Braudel sofreu críticas por sua posição determinista sob as atividades humanas, mas como podemos constatar no estudo de Ribeiro, há a defesa de que o meio age nas práticas dos homens, no entanto admite-se, que a ação do homem no meio seja de maior peso. Segundo o autor,  o “determinismo geográfico braudeliano” não é outra coisa senão a evidência que os aspectos naturais não estão separados e isolados das atividades humanas. Eles fazem parte de um todo onde o clima, o relevo, a hidrografia, o sítio e a posição jogam papel crucial na história das sociedades. Assim sendo, em certas situações e períodos, o meio determina esta ou aquela decisão, esta ou aquela resposta social de acordo com as possibilidades técnicas e culturais. Segundo, Braudel, alimentação, agricultura, produção de mercadorias, vestimentas, crenças, economia, relações internacionais, enfim, o conjunto da vida social é indissociável do meio.4  Essa explicação de Ribeiro é importantíssima para o debate acerca do determinismo geográfico, principalmente porque o biógrafo de Braudel, Pierre Daix, alegara que a ausência do capítulo intitulado Geohistória e determinismo teria sido suprimido da segunda edição de O Mediterrâneo porque Braudel teria abandonado esse posicionamento, tese refutada por nosso autor, pois segundo ele, abandonar a geohistória seria a renúncia da própria concepção braudeliana de história.

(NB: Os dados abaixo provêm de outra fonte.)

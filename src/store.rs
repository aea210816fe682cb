//! The table store: the remote operations the data API is built on.
//!
//! [`TableStore`] is implemented for the SDK [`Client`]. Each method sends a
//! single request; retries and deadlines are applied by the caller.

use crate::{common, config, error, read, table, write};

use aws_sdk_dynamodb::{Client, types};
use std::{fmt, future};

#[cfg(test)]
pub(crate) mod mock;

/// Table state awaited by [`TableStore::wait_for_table_state`].
#[derive(Clone, Copy, Debug, Eq, PartialEq)]
pub enum TableState {
    /// The table exists and accepts reads and writes.
    Active,
    /// The table does not exist.
    Absent,
}

impl fmt::Display for TableState {
    fn fmt(&self, f: &mut fmt::Formatter<'_>) -> fmt::Result {
        match self {
            Self::Active => f.write_str("active"),
            Self::Absent => f.write_str("absent"),
        }
    }
}

/// Remote table operations.
pub trait TableStore: Send + Sync {
    /// Describe a table.
    fn describe_table(
        &self,
        table_name: &str,
    ) -> impl future::Future<Output = Result<types::TableDescription, error::StoreError>> + Send;

    /// Names of all tables.
    fn list_tables(
        &self,
    ) -> impl future::Future<Output = Result<Vec<String>, error::StoreError>> + Send;

    /// Create a table. Returns as soon as the store accepted the request.
    fn create_table(
        &self,
        input: table::create_table::CreateTableInput,
    ) -> impl future::Future<Output = Result<types::TableDescription, error::StoreError>> + Send;

    /// Delete a table. Returns as soon as the store accepted the request.
    fn delete_table(
        &self,
        table_name: &str,
    ) -> impl future::Future<Output = Result<(), error::StoreError>> + Send;

    /// Put an item.
    fn put_item(
        &self,
        input: write::put_item::PutItemInput,
    ) -> impl future::Future<Output = Result<Option<common::Item>, error::StoreError>> + Send;

    /// Get an item by key.
    fn get_item(
        &self,
        input: read::get_item::GetItemInput,
    ) -> impl future::Future<Output = Result<Option<common::Item>, error::StoreError>> + Send;

    /// Update an item.
    fn update_item(
        &self,
        input: write::update_item::UpdateItemInput,
    ) -> impl future::Future<Output = Result<Option<common::Item>, error::StoreError>> + Send;

    /// Delete an item by key.
    fn delete_item(
        &self,
        input: write::delete_item::DeleteItemInput,
    ) -> impl future::Future<Output = Result<Option<common::Item>, error::StoreError>> + Send;

    /// Query items by key condition, all pages up to the limit.
    fn query(
        &self,
        input: read::query::QueryInput,
    ) -> impl future::Future<Output = Result<read::common::ReadOutput, error::StoreError>> + Send;

    /// Scan a table, all pages up to the limit.
    fn scan(
        &self,
        input: read::scan::ScanInput,
    ) -> impl future::Future<Output = Result<read::common::ReadOutput, error::StoreError>> + Send;

    /// Write one batch; returns the requests the store did not process.
    fn batch_write(
        &self,
        input: write::batch_write_item::BatchWriteItemInput,
    ) -> impl future::Future<Output = Result<Vec<types::WriteRequest>, error::StoreError>> + Send;

    /// Poll `describe_table` until the table reaches `state`.
    ///
    /// A table is active once its status is `ACTIVE` and absent once describing
    /// it reports a missing resource.
    fn wait_for_table_state(
        &self,
        table_name: &str,
        state: TableState,
        wait: &config::WaitConfig,
    ) -> impl future::Future<Output = error::Result<()>> + Send {
        async move {
            let started = tokio::time::Instant::now();
            loop {
                let current = match self.describe_table(table_name).await {
                    Ok(description) => {
                        (description.table_status() == Some(&types::TableStatus::Active))
                            .then_some(TableState::Active)
                    }
                    Err(err) if err.is_resource_not_found() => Some(TableState::Absent),
                    Err(err) => return Err(err.into()),
                };
                if current == Some(state) {
                    return Ok(());
                }
                let waited = started.elapsed();
                if waited >= wait.max_wait {
                    return Err(error::Error::WaitTimeout {
                        table_name: table_name.to_string(),
                        state,
                        waited,
                    });
                }
                #[cfg(feature = "tracing")]
                tracing::debug!(table_name, %state, "waiting for table");
                tokio::time::sleep(wait.poll_interval.min(wait.max_wait - waited)).await;
            }
        }
    }
}

impl TableStore for Client {
    async fn describe_table(
        &self,
        table_name: &str,
    ) -> Result<types::TableDescription, error::StoreError> {
        let output = self
            .describe_table()
            .table_name(table_name)
            .send()
            .await
            .map_err(|err| error::StoreError::from_sdk("describe_table", err))?;
        output.table.ok_or_else(|| {
            error::StoreError::new(
                "describe_table",
                None,
                format!("no description returned for table `{table_name}`"),
            )
        })
    }

    async fn list_tables(&self) -> Result<Vec<String>, error::StoreError> {
        let mut table_names = Vec::new();
        let mut paginator = self.list_tables().into_paginator().send();
        while let Some(page) = paginator.next().await {
            let page = page.map_err(|err| error::StoreError::from_sdk("list_tables", err))?;
            table_names.extend(page.table_names.unwrap_or_default());
        }
        Ok(table_names)
    }

    async fn create_table(
        &self,
        input: table::create_table::CreateTableInput,
    ) -> Result<types::TableDescription, error::StoreError> {
        input
            .send(self)
            .await
            .map_err(|err| error::StoreError::from_sdk("create_table", err))
    }

    async fn delete_table(&self, table_name: &str) -> Result<(), error::StoreError> {
        self.delete_table()
            .table_name(table_name)
            .send()
            .await
            .map_err(|err| error::StoreError::from_sdk("delete_table", err))?;
        Ok(())
    }

    async fn put_item(
        &self,
        input: write::put_item::PutItemInput,
    ) -> Result<Option<common::Item>, error::StoreError> {
        input
            .send(self)
            .await
            .map_err(|err| error::StoreError::from_sdk("put_item", err))
    }

    async fn get_item(
        &self,
        input: read::get_item::GetItemInput,
    ) -> Result<Option<common::Item>, error::StoreError> {
        input
            .send(self)
            .await
            .map_err(|err| error::StoreError::from_sdk("get_item", err))
    }

    async fn update_item(
        &self,
        input: write::update_item::UpdateItemInput,
    ) -> Result<Option<common::Item>, error::StoreError> {
        input
            .send(self)
            .await
            .map_err(|err| error::StoreError::from_sdk("update_item", err))
    }

    async fn delete_item(
        &self,
        input: write::delete_item::DeleteItemInput,
    ) -> Result<Option<common::Item>, error::StoreError> {
        input
            .send(self)
            .await
            .map_err(|err| error::StoreError::from_sdk("delete_item", err))
    }

    async fn query(
        &self,
        input: read::query::QueryInput,
    ) -> Result<read::common::ReadOutput, error::StoreError> {
        input
            .send(self)
            .await
            .map_err(|err| error::StoreError::from_sdk("query", err))
    }

    async fn scan(
        &self,
        input: read::scan::ScanInput,
    ) -> Result<read::common::ReadOutput, error::StoreError> {
        input
            .send(self)
            .await
            .map_err(|err| error::StoreError::from_sdk("scan", err))
    }

    async fn batch_write(
        &self,
        input: write::batch_write_item::BatchWriteItemInput,
    ) -> Result<Vec<types::WriteRequest>, error::StoreError> {
        input
            .send(self)
            .await
            .map_err(|err| error::StoreError::from_sdk("batch_write", err))
    }
}

use crate::{common, write};

use aws_sdk_dynamodb::{Client, error, operation, types};
use serde::Serialize;
use serde_dynamo::{Error, Result, to_attribute_value};
use std::collections;

/// Change applied to one attribute by an update.
#[derive(Clone, Debug, PartialEq)]
pub enum UpdateAction<T> {
    /// `SET #a = :v`
    Set(T),
    /// `SET #a = #a + :v`
    Increment(T),
    /// `SET #a = #a - :v`
    Decrement(T),
    /// `REMOVE #a`
    Remove,
}

impl<T> UpdateAction<T> {
    fn try_map<U>(self, f: impl FnOnce(T) -> Result<U>) -> Result<UpdateAction<U>> {
        let action = match self {
            Self::Set(value) => UpdateAction::Set(f(value)?),
            Self::Increment(value) => UpdateAction::Increment(f(value)?),
            Self::Decrement(value) => UpdateAction::Decrement(f(value)?),
            Self::Remove => UpdateAction::Remove,
        };
        Ok(action)
    }

    fn get_set_expression(self, path: &str, value_placeholder: &str) -> Option<(T, String)> {
        match self {
            Self::Set(value) => Some((value, format!("{path} = {value_placeholder}"))),
            Self::Increment(value) => Some((value, format!("{path} = {path} + {value_placeholder}"))),
            Self::Decrement(value) => Some((value, format!("{path} = {path} - {value_placeholder}"))),
            Self::Remove => None,
        }
    }
}

/// Build the update expression for `actions`.
///
/// All `SET` clauses come first, then all `REMOVE` clauses, each group in the
/// order given.
fn get_update_expression(
    actions: Vec<(String, UpdateAction<types::AttributeValue>)>,
) -> common::ExpressionInput {
    let mut set_operations = Vec::new();
    let mut remove_operations = Vec::new();
    for (index, (name, action)) in actions.into_iter().enumerate() {
        let (placeholder, path) = common::add_placeholder(&[], &name);
        let path = path.join(".");
        let expression_attribute_names = collections::HashMap::from([(placeholder, name)]);
        let value_placeholder = format!(":set{index}");
        match action.get_set_expression(&path, &value_placeholder) {
            Some((value, expression)) => set_operations.push(common::ExpressionInput {
                expression,
                expression_attribute_names,
                expression_attribute_values: collections::HashMap::from([(
                    value_placeholder,
                    value,
                )]),
            }),
            None => remove_operations.push(common::ExpressionInput {
                expression: path,
                expression_attribute_names,
                ..Default::default()
            }),
        }
    }
    let mut operations = Vec::with_capacity(2);
    if !set_operations.is_empty() {
        let mut operation = common::ExpressionInput::merge(", ", set_operations);
        operation.expression = format!("SET {}", operation.expression);
        operations.push(operation);
    }
    if !remove_operations.is_empty() {
        let mut operation = common::ExpressionInput::merge(", ", remove_operations);
        operation.expression = format!("REMOVE {}", operation.expression);
        operations.push(operation);
    }
    common::ExpressionInput::merge(" ", operations)
}

/// Request-level form of [`UpdateItem`].
#[derive(Clone, Debug, Default, PartialEq)]
pub struct UpdateItemInput {
    /// Primary key of the item.
    pub key: common::Item,
    /// `SET` and `REMOVE` clauses, placeholders merged into `write_input`.
    pub update_expression: String,
    /// Table, placeholders and return values.
    pub write_input: write::common::WriteInput,
}

/// Modifies attributes of an existing item, creating it if it does not exist.
///
/// ```rust
/// use dynamodb_data_api::{common, write};
/// use write::update_item::UpdateAction;
///
/// let update_item = write::update_item::UpdateItem {
///     keys: common::key::Keys::partition("name", "testname"),
///     actions: vec![
///         ("team".to_string(), UpdateAction::Set("xyz")),
///         ("visits".to_string(), UpdateAction::Increment("1")),
///         ("draft".to_string(), UpdateAction::Remove),
///     ],
///     write_args: write::common::WriteArgs {
///         table_name: "events".to_string(),
///         ..Default::default()
///     },
/// };
/// let input: write::update_item::UpdateItemInput = update_item.try_into().unwrap();
/// assert_eq!(
///     input.update_expression,
///     "SET #team = :set0, #visits = #visits + :set1 REMOVE #draft",
/// );
/// ```
#[derive(Clone, Debug, PartialEq)]
pub struct UpdateItem<K, V> {
    /// Primary key of the item to update.
    pub keys: common::key::Keys<K>,
    /// Attribute changes, in order.
    pub actions: Vec<(String, UpdateAction<V>)>,
    /// Table and return values.
    pub write_args: write::common::WriteArgs,
}

impl<K: Serialize, V: Serialize> TryFrom<UpdateItem<K, V>> for UpdateItemInput {
    type Error = Error;

    fn try_from(update_item: UpdateItem<K, V>) -> Result<Self> {
        let key = update_item.keys.try_into()?;
        let mut actions = Vec::with_capacity(update_item.actions.len());
        for (name, action) in update_item.actions {
            actions.push((name, action.try_map(to_attribute_value)?));
        }
        Ok(Self::new(key, actions, update_item.write_args))
    }
}

impl UpdateItemInput {
    /// Execute the UpdateItem operation, returning the attributes selected by `return_values`.
    pub async fn send(
        self,
        client: &Client,
    ) -> Result<Option<common::Item>, error::SdkError<operation::update_item::UpdateItemError>>
    {
        let builder = client
            .update_item()
            .set_key(Some(self.key))
            .update_expression(self.update_expression);
        let output = crate::apply_write_input!(builder, self.write_input)
            .send()
            .await?;
        Ok(output.attributes)
    }
}

impl UpdateItemInput {
    fn new(
        key: common::Item,
        actions: Vec<(String, UpdateAction<types::AttributeValue>)>,
        write_args: write::common::WriteArgs,
    ) -> Self {
        let mut write_input: write::common::WriteInput = write_args.into();
        let update_expression = write_input.merge_expression(get_update_expression(actions));
        Self {
            key,
            update_expression,
            write_input,
        }
    }

    /// Update setting every attribute of `item` except those of `key`.
    ///
    /// Attributes are set in name order.
    pub fn set_all(
        key: common::Item,
        item: common::Item,
        write_args: write::common::WriteArgs,
    ) -> Self {
        let mut actions: Vec<_> = item
            .into_iter()
            .filter(|(name, _)| !key.contains_key(name))
            .map(|(name, value)| (name, UpdateAction::Set(value)))
            .collect();
        actions.sort_by(|(left, _), (right, _)| left.cmp(right));
        Self::new(key, actions, write_args)
    }
}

Ribeiro não crê em abandono do conceito, mas defende a tese de que geohistória fora substituída pelo conceito de espaço, lembrando que esse conceito está na origem da formação da epistemologia braudeliana.

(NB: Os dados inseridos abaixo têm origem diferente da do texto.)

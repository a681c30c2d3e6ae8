//! R1 responses, block tokens and data-response tokens as the card encodes
//! them in SPI mode.

pub trait Field: Into<u8> {}

pub trait BitField<F: Field>: Copy + Into<u8> {
    fn has(&self, field: F) -> bool {
        let value: u8 = (*self).into();
        value & (1 << field.into()) > 0
    }
}

#[derive(Copy, Clone, Debug)]
#[allow(dead_code)]
pub enum R1ResponseField {
    Idle = 0,
    EraseReset,
    IllegalCommand,
    CommandCrc,
    EraseSequence,
    Address,
    Parameter,
    /// Clear once the byte on the wire is an actual response.
    StartBit,
}

impl From<R1ResponseField> for u8 {
    fn from(field: R1ResponseField) -> u8 {
        field as u8
    }
}

impl Field for R1ResponseField {}

/// The leading response byte every command produces.
#[derive(Copy, Clone, Debug, PartialEq, Eq)]
pub struct R1Response(pub u8);

impl R1Response {
    /// No error, card no longer idle.
    pub const READY: R1Response = R1Response(0x00);
    /// No error, card still in the idle (initializing) state.
    pub const IDLE: R1Response = R1Response(0x01);
    /// Synthetic value returned when no response ever arrived.
    pub const TIMEOUT: R1Response = R1Response(0xFF);

    const ERRORS_MASK: u8 = 0x3F << 1;

    /// The start bit is clear, i.e. this byte is a response at all.
    pub fn is_valid(&self) -> bool {
        !self.has(R1ResponseField::StartBit)
    }

    /// Any error bit set. The idle bit is not an error.
    pub fn has_errors(&self) -> bool {
        self.0 & Self::ERRORS_MASK != 0
    }
}

impl From<u8> for R1Response {
    fn from(value: u8) -> Self {
        Self(value)
    }
}

impl From<R1Response> for u8 {
    fn from(response: R1Response) -> u8 {
        response.0
    }
}

impl BitField<R1ResponseField> for R1Response {}

/// Token opening every read block and single-write block.
pub const BLOCK_START: u8 = 0xFE;
/// Token opening each payload block of a multiple block write.
pub const MULTIPLE_BLOCK_START: u8 = 0xFC;
/// Token terminating a multiple block write; carries no payload.
pub const MULTIPLE_BLOCK_STOP: u8 = 0xFD;

/// Data-response token the card returns after each transmitted block,
/// reduced to its meaningful low five bits.
#[derive(Copy, Clone, Debug, PartialEq, Eq)]
pub struct DataResponse(pub u8);

impl DataResponse {
    pub const ACCEPTED: DataResponse = DataResponse(0b0_0101);
    pub const CRC_ERROR: DataResponse = DataResponse(0b0_1011);
    pub const WRITE_ERROR: DataResponse = DataResponse(0b0_1101);
    /// Synthetic code for failures with no token to decode.
    pub const UNKNOWN_ERROR: DataResponse = DataResponse(0x1E);

    pub fn from_wire(byte: u8) -> Self {
        DataResponse(byte & 0x1F)
    }

    pub fn accepted(&self) -> bool {
        *self == Self::ACCEPTED
    }
}
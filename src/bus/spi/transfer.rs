use embedded_hal::digital::v2::OutputPin;

use crate::bus::Overrun;

use super::{DmaSink, DmaSource, SpiDma, SspDma};

impl<SSP, CS> SpiDma<SSP, CS>
where
    SSP: SspDma,
    CS: OutputPin,
{
    pub(super) fn dma_transfer(&mut self, write: &[u8], read: &mut [u8]) -> Result<(), Overrun> {
        let transfer_count = write.len().max(read.len());
        let mut actual_read_count = transfer_count;
        let read_increment = read.len() > 1;
        let write_increment = write.len() > 1;
        let mut dummy_read = 0u8;

        // The source buffer is mandatory; a single element repeats for every
        // beat.
        debug_assert!(!write.is_empty());

        if read.len() == transfer_count {
            // Complete read buffer: pre-fetch pending discards so they don't
            // end up in the destination.
            self.complete_discarded_reads();
        } else if self.reads_to_discard > 0 {
            // Discards just keep landing in the same byte, so skip the busy
            // wait and fold them into the DMA receive count.
            debug_assert!(!read_increment);
            actual_read_count += self.reads_to_discard;
            self.reads_to_discard = 0;
        }
        self.byte_count += transfer_count as u32;

        // The FIFO must not have overflowed before we even start.
        debug_assert!(!self.ssp.rx_overrun());

        let sink = if read.is_empty() {
            DmaSink { address: &mut dummy_read, count: actual_read_count, increment: false }
        } else {
            DmaSink { address: read.as_mut_ptr(), count: actual_read_count, increment: read_increment }
        };
        let source =
            DmaSource { address: write.as_ptr(), count: transfer_count, increment: write_increment };
        self.ssp.start_transfer(source, sink);

        while !self.ssp.tx_complete() {}

        // Wait for the receive side, ending early on FIFO overflow. Polling
        // the status register competes with the DMA for the peripheral bus,
        // so only look every 16 iterations.
        let mut result = Ok(());
        let mut iteration = 0u32;
        while !self.ssp.rx_complete() {
            iteration += 1;
            if iteration & (16 - 1) == 0 && self.ssp.rx_overrun() {
                self.ssp.abort_receive();
                self.wait_for_completion();
                while self.ssp.is_readable() {
                    self.ssp.read_data();
                }
                self.ssp.clear_rx_overrun();
                result = Err(Overrun);
                break;
            }
        }
        self.ssp.stop_transfer();

        result
    }
}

Com essa problemática, o autor trabalhará sobre as críticas historiográficas acerca do pensamento braudeliano, as quais alegam que a história de Braudel é imóvel, partindo da primeira obra do historiador, Ribeiro busca demonstrar que a sua concepção histórica não é imóvel, pois permite a mudança.

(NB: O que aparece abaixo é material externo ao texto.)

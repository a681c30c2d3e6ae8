//! The mode-selection and initialization state machine, per the SD
//! physical layer's SPI-mode flow: reset into idle, enable CRC, probe the
//! card generation, check voltage, poll the card out of idle, then learn
//! its capacity class.

use crate::bus::{Clock, SdSpi, SD_BLOCK_SIZE};
use crate::card::{CardCapacity, CardProfile, CardVersion};
use crate::commands::{
    ACMD41_HCS, CMD59_CRC_OPTION, CMD8_CHECK_PATTERN, CMD8_VHS_2_7_3_6V, SD_ACMD41_SD_SEND_OP_COND,
    SD_CMD0_GO_IDLE_STATE, SD_CMD16_SET_BLOCKLEN, SD_CMD58_READ_OCR, SD_CMD59_CRC_ON_OFF,
    SD_CMD8_SEND_IF_COND,
};
use crate::device::DiskStatus;
use crate::registers::OcrRegister;

use super::response::{BitField, R1Response, R1ResponseField};
use super::SdCard;

const R7_VHS_CHECK_MASK: u32 = 0xFFFF;

impl<SPI: SdSpi, CLK: Clock> SdCard<SPI, CLK> {
    pub(crate) fn initialize_card(&mut self) -> DiskStatus {
        let is_v2;

        // Cards power up accepting at most a 400kHz clock.
        self.spi.set_frequency(self.config.init_clock_hz);

        // At least 74 clocks with chip select deasserted before the first
        // command.
        self.spi.set_chip_select(true);
        for _ in 0..8 {
            self.spi.send(0xFF);
        }

        // CMD0 with chip select low resets the card and switches it into
        // SPI mode.
        let r1 = self.cmd(SD_CMD0_GO_IDLE_STATE, 0, None);
        if r1 != R1Response::IDLE {
            self.log.log(format_args!(
                "initialize() - CMD0 returned 0x{:02X}. Is card inserted?\n",
                r1.0
            ));
            return self.status;
        }

        // CRC checking is off by default in SPI mode; turn it on for every
        // following packet.
        let r1 = self.cmd(SD_CMD59_CRC_ON_OFF, CMD59_CRC_OPTION, None);
        if r1 != R1Response::IDLE {
            self.log.log(format_args!("initialize() - CMD59 returned 0x{:02X}\n", r1.0));
            return self.status;
        }

        // CMD8 tells v2 cards the supply voltage; they echo the argument
        // back. v1 cards answer with illegal command, which routes to the
        // v1 path rather than failing.
        let cmd8_argument = CMD8_VHS_2_7_3_6V | CMD8_CHECK_PATTERN;
        let mut r7 = 0xFFFF_FFFFu32;
        let r1 = self.cmd(SD_CMD8_SEND_IF_COND, cmd8_argument, Some(&mut r7));
        if r1 == R1Response::IDLE {
            is_v2 = true;
            if r7 & R7_VHS_CHECK_MASK != cmd8_argument {
                self.log.log(format_args!(
                    "initialize() - CMD8 returned 0x{:08X} (expected 0x{:08X})\n",
                    r7, cmd8_argument
                ));
                return self.status;
            }
        } else if r1.has(R1ResponseField::IllegalCommand) {
            is_v2 = false;
        } else {
            self.log.log(format_args!("initialize() - CMD8 returned 0x{:02X}\n", r1.0));
            return self.status;
        }

        // Read the OCR to confirm the card can run at 3.3V.
        let mut ocr = 0xFFFF_FFFFu32;
        let r1 = self.cmd(SD_CMD58_READ_OCR, 0, Some(&mut ocr));
        if r1 != R1Response::IDLE {
            self.log.log(format_args!(
                "initialize() - CMD58 returned 0x{:02X} during voltage check\n",
                r1.0
            ));
            return self.status;
        }
        if !(OcrRegister { val: ocr }).supports_3v3() {
            self.log.log(format_args!(
                "initialize() - CMD58 3.3V not supported. OCR=0x{:08X}\n",
                ocr
            ));
            return self.status;
        }

        // ACMD41 starts the card's internal initialization; poll it until
        // the card leaves idle state. HCS tells v2 cards this host can
        // handle high capacity.
        let acmd41_argument = if is_v2 { ACMD41_HCS } else { 0 };
        let start = self.clock.now_ms();
        let mut r1;
        let mut elapsed;
        loop {
            r1 = self.cmd(SD_ACMD41_SD_SEND_OP_COND, acmd41_argument, None);
            elapsed = self.clock.now_ms().wrapping_sub(start);
            if r1 != R1Response::IDLE || elapsed >= self.config.acmd41_timeout_ms {
                break;
            }
        }
        if elapsed > self.diagnostics.maximum_acmd41_loop_ms {
            self.diagnostics.maximum_acmd41_loop_ms = elapsed;
        }
        if r1 == R1Response::IDLE {
            self.log.log(format_args!(
                "initialize() - ACMD41 timed out attempting to leave idle state\n"
            ));
            return self.status;
        } else if r1.has_errors() {
            self.log.log(format_args!("initialize() - ACMD41 returned 0x{:02X}\n", r1.0));
            return self.status;
        }

        // Capacity class: v2 cards report it through the OCR's CCS bit,
        // which only becomes valid after ACMD41 finishes. v1 cards are
        // always standard capacity.
        let capacity = if is_v2 {
            let r1 = self.cmd(SD_CMD58_READ_OCR, 0, Some(&mut ocr));
            if r1.has_errors() {
                self.log.log(format_args!(
                    "initialize() - CMD58 returned 0x{:02X} during capacity check\n",
                    r1.0
                ));
                return self.status;
            }
            if (OcrRegister { val: ocr }).card_capacity_status() {
                CardCapacity::High
            } else {
                CardCapacity::Standard
            }
        } else {
            CardCapacity::Standard
        };

        // Standard capacity cards need the block length pinned to 512.
        if capacity == CardCapacity::Standard {
            let r1 = self.cmd(SD_CMD16_SET_BLOCKLEN, SD_BLOCK_SIZE as u32, None);
            if r1.has_errors() {
                self.log.log(format_args!("initialize() - CMD16 returned 0x{:02X}\n", r1.0));
                return self.status;
            }
        }

        // Default speed mode runs at up to 25MHz.
        self.spi.set_frequency(self.config.run_clock_hz);

        self.profile = Some(CardProfile {
            version: if is_v2 { CardVersion::V2 } else { CardVersion::V1 },
            capacity,
        });
        self.status.set_not_initialized(false);

        self.status
    }
}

Em razão de não só trabalhar a partir do tempo longo, mas sim dialeticamente com o tempo conjuntural e com o tempo tradicional, sendo assim, há em Braudel a presença de “um tempo geográfico, de um tempo social e de um tempo individual”.5  Ribeiro explicita a dimensão teórica da obra de Fernand Braudel. Entre seus elementos constitutivos estão…

a longa duração como uma possibilidade de releitura do tempo cronológico; a geohistória representando a articulação do espaço com o tempo e a preocupação em comparar épocas e escalas diferentes; a apreensão do passado não como algo pronto e acabado, mas como questão a ser problematizada; conexões entre o passado e o presente; busca de explicações pluricausais dos fenômenos.6  Criticada por ser empirista e descritiva, o autor mostra que essa crítica demonstra a compreensão distorcida da totalidade da obra braudeliana que realiza uma notável coerência entre a longa duração, geohistória e a história-problema. Como mostra Ribeiro, por mais que a obra seja descritiva, ela está amplamente ancorada em um embasamento epistemológico que a sustenta: as estruturas de longa duração. Braudel, com sua concepção de história total, abarca as escalas local, regional, nacional e, principalmente, mundial, visto que as atividades dos homens se encontram misturadas em ritmos temporais diferentes.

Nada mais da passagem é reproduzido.